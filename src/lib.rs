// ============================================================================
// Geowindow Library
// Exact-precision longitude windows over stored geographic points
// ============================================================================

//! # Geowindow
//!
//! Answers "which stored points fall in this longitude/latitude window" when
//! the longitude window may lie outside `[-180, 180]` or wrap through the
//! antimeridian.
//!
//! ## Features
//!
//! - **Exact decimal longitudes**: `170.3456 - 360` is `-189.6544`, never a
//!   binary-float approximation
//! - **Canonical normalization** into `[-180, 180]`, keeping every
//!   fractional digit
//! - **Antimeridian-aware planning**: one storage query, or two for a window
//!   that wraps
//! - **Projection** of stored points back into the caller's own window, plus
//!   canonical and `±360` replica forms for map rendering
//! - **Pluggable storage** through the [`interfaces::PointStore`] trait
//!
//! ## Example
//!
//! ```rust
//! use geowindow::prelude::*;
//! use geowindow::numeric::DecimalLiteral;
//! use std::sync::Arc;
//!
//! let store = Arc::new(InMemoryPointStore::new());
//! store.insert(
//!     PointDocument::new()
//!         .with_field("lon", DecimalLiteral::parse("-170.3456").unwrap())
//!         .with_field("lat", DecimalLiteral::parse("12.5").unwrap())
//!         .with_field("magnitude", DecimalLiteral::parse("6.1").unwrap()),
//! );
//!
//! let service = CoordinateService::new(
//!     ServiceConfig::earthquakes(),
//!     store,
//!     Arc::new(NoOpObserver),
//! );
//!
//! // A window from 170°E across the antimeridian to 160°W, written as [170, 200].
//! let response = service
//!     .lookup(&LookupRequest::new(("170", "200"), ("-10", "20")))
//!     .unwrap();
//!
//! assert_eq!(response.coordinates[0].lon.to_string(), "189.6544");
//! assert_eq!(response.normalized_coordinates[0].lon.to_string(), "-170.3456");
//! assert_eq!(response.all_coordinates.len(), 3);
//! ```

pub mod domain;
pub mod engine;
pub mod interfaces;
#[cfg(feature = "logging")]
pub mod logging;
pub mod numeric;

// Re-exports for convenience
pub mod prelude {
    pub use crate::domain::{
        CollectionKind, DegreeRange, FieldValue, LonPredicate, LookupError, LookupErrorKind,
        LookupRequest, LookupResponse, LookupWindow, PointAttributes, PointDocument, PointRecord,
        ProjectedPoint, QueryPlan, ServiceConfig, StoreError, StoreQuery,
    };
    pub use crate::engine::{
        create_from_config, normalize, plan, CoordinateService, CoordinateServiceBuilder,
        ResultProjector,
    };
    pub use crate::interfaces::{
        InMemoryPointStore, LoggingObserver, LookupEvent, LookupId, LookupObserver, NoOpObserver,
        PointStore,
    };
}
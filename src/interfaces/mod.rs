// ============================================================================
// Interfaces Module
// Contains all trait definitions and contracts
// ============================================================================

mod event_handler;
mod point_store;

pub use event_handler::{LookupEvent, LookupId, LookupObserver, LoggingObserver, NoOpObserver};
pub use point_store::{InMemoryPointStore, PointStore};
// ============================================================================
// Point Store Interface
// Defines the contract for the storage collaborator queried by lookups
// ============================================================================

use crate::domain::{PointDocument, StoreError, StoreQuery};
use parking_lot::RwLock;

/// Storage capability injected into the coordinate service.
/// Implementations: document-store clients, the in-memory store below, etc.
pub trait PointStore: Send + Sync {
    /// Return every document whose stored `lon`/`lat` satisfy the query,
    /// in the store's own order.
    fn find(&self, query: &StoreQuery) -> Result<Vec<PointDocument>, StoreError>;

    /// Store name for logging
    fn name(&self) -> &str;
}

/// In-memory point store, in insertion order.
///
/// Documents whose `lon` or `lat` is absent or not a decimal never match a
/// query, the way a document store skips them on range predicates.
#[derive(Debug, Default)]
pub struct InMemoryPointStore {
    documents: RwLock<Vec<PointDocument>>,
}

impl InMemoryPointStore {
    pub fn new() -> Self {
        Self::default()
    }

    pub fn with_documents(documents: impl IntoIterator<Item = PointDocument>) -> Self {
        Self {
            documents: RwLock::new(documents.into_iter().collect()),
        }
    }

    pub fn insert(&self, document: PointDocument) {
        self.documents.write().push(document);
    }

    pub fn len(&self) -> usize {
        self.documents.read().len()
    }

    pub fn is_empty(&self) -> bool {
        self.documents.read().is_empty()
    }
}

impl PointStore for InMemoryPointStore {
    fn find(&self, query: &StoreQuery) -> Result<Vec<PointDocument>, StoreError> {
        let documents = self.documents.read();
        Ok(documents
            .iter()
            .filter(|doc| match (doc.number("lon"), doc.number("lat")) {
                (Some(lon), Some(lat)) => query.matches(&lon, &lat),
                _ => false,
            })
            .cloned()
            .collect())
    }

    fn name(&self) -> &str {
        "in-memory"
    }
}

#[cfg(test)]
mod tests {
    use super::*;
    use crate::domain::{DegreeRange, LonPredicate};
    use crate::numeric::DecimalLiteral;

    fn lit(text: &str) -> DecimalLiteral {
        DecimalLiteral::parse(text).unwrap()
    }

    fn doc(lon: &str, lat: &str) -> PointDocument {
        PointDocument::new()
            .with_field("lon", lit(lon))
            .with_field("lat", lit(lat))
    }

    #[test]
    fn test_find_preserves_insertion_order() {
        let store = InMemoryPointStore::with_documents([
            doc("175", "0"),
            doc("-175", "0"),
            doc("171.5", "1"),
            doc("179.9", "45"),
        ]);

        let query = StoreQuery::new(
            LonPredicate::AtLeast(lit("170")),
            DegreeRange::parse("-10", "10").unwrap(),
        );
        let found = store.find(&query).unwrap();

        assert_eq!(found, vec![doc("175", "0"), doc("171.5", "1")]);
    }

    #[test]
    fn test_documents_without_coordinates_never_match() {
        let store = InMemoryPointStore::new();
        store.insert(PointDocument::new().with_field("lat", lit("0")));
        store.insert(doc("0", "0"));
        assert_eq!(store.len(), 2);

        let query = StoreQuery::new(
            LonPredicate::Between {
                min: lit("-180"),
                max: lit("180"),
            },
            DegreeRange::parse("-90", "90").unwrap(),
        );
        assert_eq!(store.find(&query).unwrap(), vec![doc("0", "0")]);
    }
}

● ● ● ●

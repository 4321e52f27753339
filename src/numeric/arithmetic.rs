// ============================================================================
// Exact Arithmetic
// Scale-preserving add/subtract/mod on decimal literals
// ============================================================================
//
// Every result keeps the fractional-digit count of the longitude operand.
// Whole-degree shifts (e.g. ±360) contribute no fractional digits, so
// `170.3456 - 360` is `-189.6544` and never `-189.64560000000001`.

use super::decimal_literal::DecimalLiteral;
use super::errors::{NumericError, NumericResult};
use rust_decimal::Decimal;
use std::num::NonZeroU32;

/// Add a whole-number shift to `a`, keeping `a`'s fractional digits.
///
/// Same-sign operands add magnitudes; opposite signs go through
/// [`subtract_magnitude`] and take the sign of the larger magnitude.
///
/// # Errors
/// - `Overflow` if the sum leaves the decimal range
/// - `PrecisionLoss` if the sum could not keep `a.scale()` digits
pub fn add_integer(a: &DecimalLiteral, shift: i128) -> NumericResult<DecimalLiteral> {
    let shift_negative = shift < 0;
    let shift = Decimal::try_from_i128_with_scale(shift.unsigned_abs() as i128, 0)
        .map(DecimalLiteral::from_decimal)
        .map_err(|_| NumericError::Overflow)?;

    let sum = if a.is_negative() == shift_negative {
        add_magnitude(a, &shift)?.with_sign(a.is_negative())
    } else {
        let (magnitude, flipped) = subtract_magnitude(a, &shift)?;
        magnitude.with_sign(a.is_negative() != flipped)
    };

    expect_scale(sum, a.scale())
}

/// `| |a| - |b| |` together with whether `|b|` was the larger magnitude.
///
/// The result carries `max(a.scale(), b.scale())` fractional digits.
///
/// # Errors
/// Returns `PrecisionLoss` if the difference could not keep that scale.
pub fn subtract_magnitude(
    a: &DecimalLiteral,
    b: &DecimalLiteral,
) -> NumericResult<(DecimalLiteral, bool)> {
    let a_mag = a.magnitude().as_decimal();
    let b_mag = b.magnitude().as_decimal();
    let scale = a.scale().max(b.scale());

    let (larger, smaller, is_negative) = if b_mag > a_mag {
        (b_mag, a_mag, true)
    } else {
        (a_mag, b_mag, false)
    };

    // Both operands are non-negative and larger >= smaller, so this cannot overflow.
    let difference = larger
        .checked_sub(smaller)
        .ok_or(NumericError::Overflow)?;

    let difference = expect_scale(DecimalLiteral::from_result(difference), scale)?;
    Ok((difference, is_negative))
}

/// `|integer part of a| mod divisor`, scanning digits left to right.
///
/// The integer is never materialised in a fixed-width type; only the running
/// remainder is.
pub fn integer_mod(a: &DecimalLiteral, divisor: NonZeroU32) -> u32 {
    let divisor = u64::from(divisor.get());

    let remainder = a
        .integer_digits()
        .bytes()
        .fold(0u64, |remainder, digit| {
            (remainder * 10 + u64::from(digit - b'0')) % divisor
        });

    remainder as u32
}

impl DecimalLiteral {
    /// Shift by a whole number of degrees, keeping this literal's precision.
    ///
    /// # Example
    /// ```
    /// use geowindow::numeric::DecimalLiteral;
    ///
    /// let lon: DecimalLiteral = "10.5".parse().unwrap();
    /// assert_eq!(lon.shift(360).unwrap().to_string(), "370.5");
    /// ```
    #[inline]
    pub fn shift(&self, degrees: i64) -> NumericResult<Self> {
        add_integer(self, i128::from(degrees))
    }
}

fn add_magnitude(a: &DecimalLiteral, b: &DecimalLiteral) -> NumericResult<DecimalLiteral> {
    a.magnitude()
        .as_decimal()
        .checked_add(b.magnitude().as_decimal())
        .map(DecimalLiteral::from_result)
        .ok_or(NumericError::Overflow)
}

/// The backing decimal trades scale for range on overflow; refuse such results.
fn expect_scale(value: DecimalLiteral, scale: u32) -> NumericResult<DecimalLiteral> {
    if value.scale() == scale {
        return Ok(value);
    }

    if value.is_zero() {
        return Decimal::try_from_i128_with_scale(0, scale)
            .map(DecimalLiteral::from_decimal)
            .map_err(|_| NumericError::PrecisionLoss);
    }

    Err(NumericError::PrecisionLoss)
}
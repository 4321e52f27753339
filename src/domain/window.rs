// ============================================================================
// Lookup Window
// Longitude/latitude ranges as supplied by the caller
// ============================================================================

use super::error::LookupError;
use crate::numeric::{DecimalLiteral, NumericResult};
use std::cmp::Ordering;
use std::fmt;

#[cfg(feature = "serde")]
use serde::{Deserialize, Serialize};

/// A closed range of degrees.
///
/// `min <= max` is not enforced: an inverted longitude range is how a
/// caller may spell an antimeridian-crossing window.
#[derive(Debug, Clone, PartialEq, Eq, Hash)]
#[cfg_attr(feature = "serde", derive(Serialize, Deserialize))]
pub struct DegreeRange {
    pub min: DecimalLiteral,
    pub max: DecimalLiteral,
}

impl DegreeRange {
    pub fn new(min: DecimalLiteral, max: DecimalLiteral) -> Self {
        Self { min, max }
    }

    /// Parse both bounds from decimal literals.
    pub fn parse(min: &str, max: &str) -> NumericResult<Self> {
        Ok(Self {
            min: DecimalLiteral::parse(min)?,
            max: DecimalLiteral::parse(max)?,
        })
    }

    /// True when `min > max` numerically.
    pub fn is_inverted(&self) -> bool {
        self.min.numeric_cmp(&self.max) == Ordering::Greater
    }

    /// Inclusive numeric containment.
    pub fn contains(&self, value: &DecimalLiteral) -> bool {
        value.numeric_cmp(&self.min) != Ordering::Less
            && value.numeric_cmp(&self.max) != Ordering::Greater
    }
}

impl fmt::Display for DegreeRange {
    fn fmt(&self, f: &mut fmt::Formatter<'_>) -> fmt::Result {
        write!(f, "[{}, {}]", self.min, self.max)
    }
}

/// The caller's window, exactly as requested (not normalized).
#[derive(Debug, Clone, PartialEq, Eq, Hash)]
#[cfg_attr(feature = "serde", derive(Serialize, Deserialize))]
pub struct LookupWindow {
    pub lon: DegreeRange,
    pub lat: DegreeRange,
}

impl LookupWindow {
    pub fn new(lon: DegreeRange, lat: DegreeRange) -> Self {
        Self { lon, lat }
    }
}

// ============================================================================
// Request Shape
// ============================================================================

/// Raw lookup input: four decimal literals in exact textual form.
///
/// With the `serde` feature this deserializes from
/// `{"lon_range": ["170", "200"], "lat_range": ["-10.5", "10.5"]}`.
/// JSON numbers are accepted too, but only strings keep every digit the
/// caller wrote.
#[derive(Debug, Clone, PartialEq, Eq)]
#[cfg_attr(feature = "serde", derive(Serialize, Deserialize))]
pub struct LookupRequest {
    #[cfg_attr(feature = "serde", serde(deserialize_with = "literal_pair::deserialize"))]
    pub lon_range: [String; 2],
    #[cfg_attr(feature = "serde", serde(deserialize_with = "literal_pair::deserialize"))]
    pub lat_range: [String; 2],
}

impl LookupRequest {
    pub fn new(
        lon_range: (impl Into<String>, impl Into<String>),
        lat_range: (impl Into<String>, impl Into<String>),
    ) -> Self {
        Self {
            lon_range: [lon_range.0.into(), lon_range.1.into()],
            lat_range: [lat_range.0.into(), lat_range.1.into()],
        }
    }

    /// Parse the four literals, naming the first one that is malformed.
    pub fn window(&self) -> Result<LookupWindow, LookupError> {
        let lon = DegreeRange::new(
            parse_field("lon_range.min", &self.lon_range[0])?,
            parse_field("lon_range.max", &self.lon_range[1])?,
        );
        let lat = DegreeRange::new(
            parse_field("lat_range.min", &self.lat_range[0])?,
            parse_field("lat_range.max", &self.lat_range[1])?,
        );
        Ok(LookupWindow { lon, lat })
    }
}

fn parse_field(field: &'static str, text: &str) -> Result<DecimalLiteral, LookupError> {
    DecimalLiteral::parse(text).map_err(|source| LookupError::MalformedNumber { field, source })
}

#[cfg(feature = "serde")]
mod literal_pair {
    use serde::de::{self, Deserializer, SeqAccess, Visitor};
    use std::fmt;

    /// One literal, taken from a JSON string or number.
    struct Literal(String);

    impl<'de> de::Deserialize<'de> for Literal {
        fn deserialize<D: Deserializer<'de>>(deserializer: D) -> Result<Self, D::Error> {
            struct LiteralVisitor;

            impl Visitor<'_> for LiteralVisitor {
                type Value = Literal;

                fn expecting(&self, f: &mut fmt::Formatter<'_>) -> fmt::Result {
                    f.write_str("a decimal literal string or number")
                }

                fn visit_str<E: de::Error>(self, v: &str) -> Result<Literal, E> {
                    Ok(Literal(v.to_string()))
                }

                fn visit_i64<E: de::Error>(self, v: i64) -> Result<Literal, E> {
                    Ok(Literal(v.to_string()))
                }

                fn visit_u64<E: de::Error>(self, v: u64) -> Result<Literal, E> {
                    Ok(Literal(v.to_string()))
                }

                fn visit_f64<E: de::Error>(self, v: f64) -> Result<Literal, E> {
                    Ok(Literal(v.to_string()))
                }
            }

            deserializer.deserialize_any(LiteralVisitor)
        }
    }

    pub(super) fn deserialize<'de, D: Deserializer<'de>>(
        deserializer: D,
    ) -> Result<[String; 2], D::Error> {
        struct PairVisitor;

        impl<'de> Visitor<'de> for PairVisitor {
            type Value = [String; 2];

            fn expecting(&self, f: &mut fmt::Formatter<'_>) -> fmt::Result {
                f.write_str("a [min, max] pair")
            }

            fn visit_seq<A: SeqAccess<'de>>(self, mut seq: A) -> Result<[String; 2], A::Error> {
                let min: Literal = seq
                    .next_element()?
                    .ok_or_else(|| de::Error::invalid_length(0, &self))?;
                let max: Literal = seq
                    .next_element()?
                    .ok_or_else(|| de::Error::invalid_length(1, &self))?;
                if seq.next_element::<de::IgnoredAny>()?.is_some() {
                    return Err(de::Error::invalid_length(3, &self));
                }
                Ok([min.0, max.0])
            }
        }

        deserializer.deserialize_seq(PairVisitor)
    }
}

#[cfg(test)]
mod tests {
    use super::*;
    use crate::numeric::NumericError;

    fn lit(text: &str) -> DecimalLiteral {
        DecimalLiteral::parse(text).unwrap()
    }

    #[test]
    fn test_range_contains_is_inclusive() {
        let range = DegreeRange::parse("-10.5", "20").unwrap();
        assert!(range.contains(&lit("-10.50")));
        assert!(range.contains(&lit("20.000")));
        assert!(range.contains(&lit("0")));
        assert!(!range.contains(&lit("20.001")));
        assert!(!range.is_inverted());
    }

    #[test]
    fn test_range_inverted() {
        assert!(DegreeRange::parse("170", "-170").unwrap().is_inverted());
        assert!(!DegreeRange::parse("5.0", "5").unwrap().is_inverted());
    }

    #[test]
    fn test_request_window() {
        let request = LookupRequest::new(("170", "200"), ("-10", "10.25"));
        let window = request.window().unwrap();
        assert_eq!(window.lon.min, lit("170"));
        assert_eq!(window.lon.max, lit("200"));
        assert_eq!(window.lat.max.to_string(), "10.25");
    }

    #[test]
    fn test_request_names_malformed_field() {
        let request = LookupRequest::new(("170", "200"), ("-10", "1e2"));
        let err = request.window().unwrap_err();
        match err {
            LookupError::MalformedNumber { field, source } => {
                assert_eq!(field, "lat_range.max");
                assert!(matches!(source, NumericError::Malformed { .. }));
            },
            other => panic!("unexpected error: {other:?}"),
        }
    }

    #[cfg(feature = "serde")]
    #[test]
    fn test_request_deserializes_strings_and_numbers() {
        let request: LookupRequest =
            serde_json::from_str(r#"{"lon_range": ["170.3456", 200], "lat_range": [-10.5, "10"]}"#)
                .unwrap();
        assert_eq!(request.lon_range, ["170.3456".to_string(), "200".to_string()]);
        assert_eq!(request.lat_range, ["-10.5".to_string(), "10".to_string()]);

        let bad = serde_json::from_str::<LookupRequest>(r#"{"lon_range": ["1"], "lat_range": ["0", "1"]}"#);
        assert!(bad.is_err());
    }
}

● ● ● ●

**YOUR GOAL:**
Check each line above for the word "Ordering", and copy the lines where it appears.

**YOUR RESPONSE:**
use std::cmp::Ordering;
        self.min.numeric_cmp(&self.max) == Ordering::Greater
        value.numeric_cmp(&self.min) != Ordering::Less
            && value.numeric_cmp(&self.max) != Ordering::Greater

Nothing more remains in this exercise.